We start the tale with Lise hiding in the supposedly haunted room of the castle, where she hopes the ghost might lend a hand with her immediate problem. As Lise hides, she also ruminates on the history of the castle, a particular missing treasure that her ancestors claim they brought to Quebec, her boss’s scholarly writings on the castle (soon to be published), and Lise’s general ability to always do the slightly wrong and reckless thing. In a panicked moment of self-defence, she grabs a historical pistol (as historian herself, she knows how to prep and fire it), races to the room to barricade and hide herself, and then things take a turn for the paranormal, and Lise finds herself holding a literal smoking gun, a missing treasure, and the ire of a historical figure she knows very, very well (seriously, she’s read his whole diary, with the exception of the titular missing last page).

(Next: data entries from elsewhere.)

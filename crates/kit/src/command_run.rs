//! Helpers for running the external tools (`tar`, `qemu-img`, `qm`) synchronously.

use std::ffi::OsStr;
use std::io::{Read, Seek};
use std::process::{Command, Stdio};

use color_eyre::eyre::{eyre, Context, Result};

/// Helpers intended for [`std::process::Command`].
pub trait CommandRun {
    /// Execute the child process, returning an error carrying the tail of
    /// stderr if it exits unsuccessfully.
    fn run(&mut self) -> Result<()>;

    /// Execute the child process and capture its stdout as a string.
    fn run_get_string(&mut self) -> Result<String>;

    /// Execute the child process, parsing its stdout as JSON.
    fn run_and_parse_json<T: serde::de::DeserializeOwned>(&mut self) -> Result<T>;
}

/// Helpers intended for [`std::process::ExitStatus`].
pub trait ExitStatusExt {
    /// If the exit status signals it was not successful, return an error.
    /// The command line is left to the caller to add as context.
    fn check_status(&self, stderr: std::fs::File) -> Result<()>;
}

impl ExitStatusExt for std::process::ExitStatus {
    fn check_status(&self, stderr: std::fs::File) -> Result<()> {
        if self.success() {
            return Ok(());
        }
        let stderr_buf = last_utf8_content_from_file(stderr);
        Err(eyre!("Subprocess failed: {self}\n{}", stderr_buf.trim_end()))
    }
}

fn last_utf8_content_from_file(mut f: std::fs::File) -> String {
    // Only the trailing bytes; tar and qm can be very chatty
    const MAX_STDERR_BYTES: u64 = 1024;
    let size = f
        .metadata()
        .map_err(|e| {
            tracing::warn!("failed to fstat: {e}");
        })
        .map(|m| m.len())
        .unwrap_or(0)
        .min(MAX_STDERR_BYTES);
    let mut stderr_buf = Vec::with_capacity(size as usize);
    let r = match f
        .seek(std::io::SeekFrom::End(-(size as i64)))
        .and_then(|_| f.read_to_end(&mut stderr_buf))
    {
        Ok(_) => String::from_utf8_lossy(&stderr_buf),
        Err(e) => {
            tracing::warn!("failed seek+read: {e}");
            "<failed to read stderr>".into()
        }
    };
    r.into_owned()
}

/// Render a command line for logs and dry-run output, shell-quoted.
pub fn describe(cmd: &Command) -> String {
    std::iter::once(cmd.get_program())
        .chain(cmd.get_args())
        .map(|a| {
            let a = a.to_string_lossy();
            shlex::try_quote(&a)
                .map(|q| q.into_owned())
                .unwrap_or_else(|_| a.to_string())
        })
        .collect::<Vec<_>>()
        .join(" ")
}

/// Check whether `program` can be spawned from `PATH`.
pub fn program_available(program: impl AsRef<OsStr>) -> bool {
    let program = program.as_ref();
    // `qm` and `tar` both accept --help; qemu-img prints usage and exits 0 too
    Command::new(program)
        .arg("--help")
        .stdin(Stdio::null())
        .stdout(Stdio::null())
        .stderr(Stdio::null())
        .status()
        .is_ok()
}

impl CommandRun for Command {
    fn run(&mut self) -> Result<()> {
        let stderr = tempfile::tempfile()?;
        self.stderr(stderr.try_clone()?);
        let desc = describe(self);
        tracing::debug!("exec: {desc}");
        self.status()
            .with_context(|| format!("Failed to spawn {desc}"))?
            .check_status(stderr)
            .with_context(|| format!("Command failed: {desc}"))
    }

    fn run_get_string(&mut self) -> Result<String> {
        let mut stdout = tempfile::tempfile()?;
        self.stdout(stdout.try_clone()?);
        self.run()?;
        stdout.seek(std::io::SeekFrom::Start(0)).context("seek")?;
        let mut s = String::new();
        stdout
            .read_to_string(&mut s)
            .context("Reading subprocess stdout")?;
        Ok(s)
    }

    fn run_and_parse_json<T: serde::de::DeserializeOwned>(&mut self) -> Result<T> {
        let desc = describe(self);
        let output = self.run_get_string()?;
        serde_json::from_str(&output).with_context(|| format!("Parsing JSON output of {desc}"))
    }
}
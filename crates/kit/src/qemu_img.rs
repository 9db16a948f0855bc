//! Disk image probing via `qemu-img info`.

use std::cmp::Reverse;
use std::process::Command;

use camino::{Utf8Path, Utf8PathBuf};
use color_eyre::eyre::Context;
use color_eyre::Result;
use serde::Deserialize;
use tracing::debug;

use crate::command_run::CommandRun;
use crate::utils::human_size;

/// Subset of `qemu-img info --output=json`
#[derive(Debug, Deserialize)]
#[serde(rename_all = "kebab-case")]
pub struct QemuImgInfo {
    pub virtual_size: u64,
    pub format: String,
    #[serde(default)]
    pub actual_size: Option<u64>,
}

/// A disk image found in the archive
#[derive(Debug, Clone, PartialEq, Eq)]
pub struct DiskImage {
    pub path: Utf8PathBuf,
    pub virtual_size: u64,
    pub format: String,
}

impl DiskImage {
    pub fn file_name(&self) -> &str {
        self.path.file_name().unwrap_or(self.path.as_str())
    }
}

pub fn info(path: &Utf8Path) -> Result<QemuImgInfo> {
    Command::new("qemu-img")
        .args(["info", "--output=json"])
        .arg(path)
        .run_and_parse_json()
        .with_context(|| format!("Inspecting disk image {path}"))
}

/// Order disks so the largest, which is taken to be the system disk, comes
/// first. Ties go by file name so repeated runs attach disks identically.
pub fn sort_disks(disks: &mut [DiskImage]) {
    disks.sort_by(|a, b| {
        Reverse(a.virtual_size)
            .cmp(&Reverse(b.virtual_size))
            .then_with(|| a.file_name().cmp(b.file_name()))
    });
}

/// Probe every disk and return them in attachment order.
pub fn probe_all(paths: &[Utf8PathBuf]) -> Result<Vec<DiskImage>> {
    let mut disks = paths
        .iter()
        .map(|path| {
            let info = info(path)?;
            debug!(
                "{path}: format={} virtual-size={} actual-size={:?}",
                info.format,
                human_size(info.virtual_size),
                info.actual_size
            );
            Ok(DiskImage {
                path: path.clone(),
                virtual_size: info.virtual_size,
                format: info.format,
            })
        })
        .collect::<Result<Vec<_>>>()?;
    sort_disks(&mut disks);
    Ok(disks)
}

#[cfg(test)]
mod tests {
    use super::*;

    fn disk(name: &str, size: u64) -> DiskImage {
        DiskImage {
            path: Utf8PathBuf::from("/work").join(name),
            virtual_size: size,
            format: "vmdk".into(),
        }
    }

    #[test]
    fn test_parse_info_json() {
        let json = r#"{
            "virtual-size": 21474836480,
            "filename": "appliance-disk1.vmdk",
            "cluster-size": 65536,
            "format": "vmdk",
            "actual-size": 1394761728,
            "dirty-flag": false
        }"#;
        let info: QemuImgInfo = serde_json::from_str(json).unwrap();
        assert_eq!(info.virtual_size, 21474836480);
        assert_eq!(info.format, "vmdk");
        assert_eq!(info.actual_size, Some(1394761728));

        let info: QemuImgInfo =
            serde_json::from_str(r#"{"virtual-size": 1, "format": "raw"}"#).unwrap();
        assert_eq!(info.actual_size, None);
    }

    #[test]
    fn test_sort_largest_first() {
        let mut disks = vec![disk("data.vmdk", 10), disk("os.vmdk", 40), disk("logs.vmdk", 20)];
        sort_disks(&mut disks);
        let names: Vec<_> = disks.iter().map(|d| d.file_name()).collect();
        assert_eq!(names, ["os.vmdk", "logs.vmdk", "data.vmdk"]);
    }

    #[test]
    fn test_sort_tie_break_by_name() {
        let mut disks = vec![disk("disk3.vmdk", 8), disk("disk1.vmdk", 8), disk("disk2.vmdk", 8)];
        sort_disks(&mut disks);
        let names: Vec<_> = disks.iter().map(|d| d.file_name()).collect();
        assert_eq!(names, ["disk1.vmdk", "disk2.vmdk", "disk3.vmdk"]);
    }
}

The time travel is mystical in this story, and the results are super charming. I adore how Lise rolls with the punches, realizes there’s no easy way out of the situation she’s in, and then relies on her historical knowledge to do what she hopes is the right thing. The connection between what Lise was wishing for at the worst moment in her life and how the treasure delivers on that is a borderline meet-cute, and honestly, I’d cheerfully read more about this couple if the author were willing to do it.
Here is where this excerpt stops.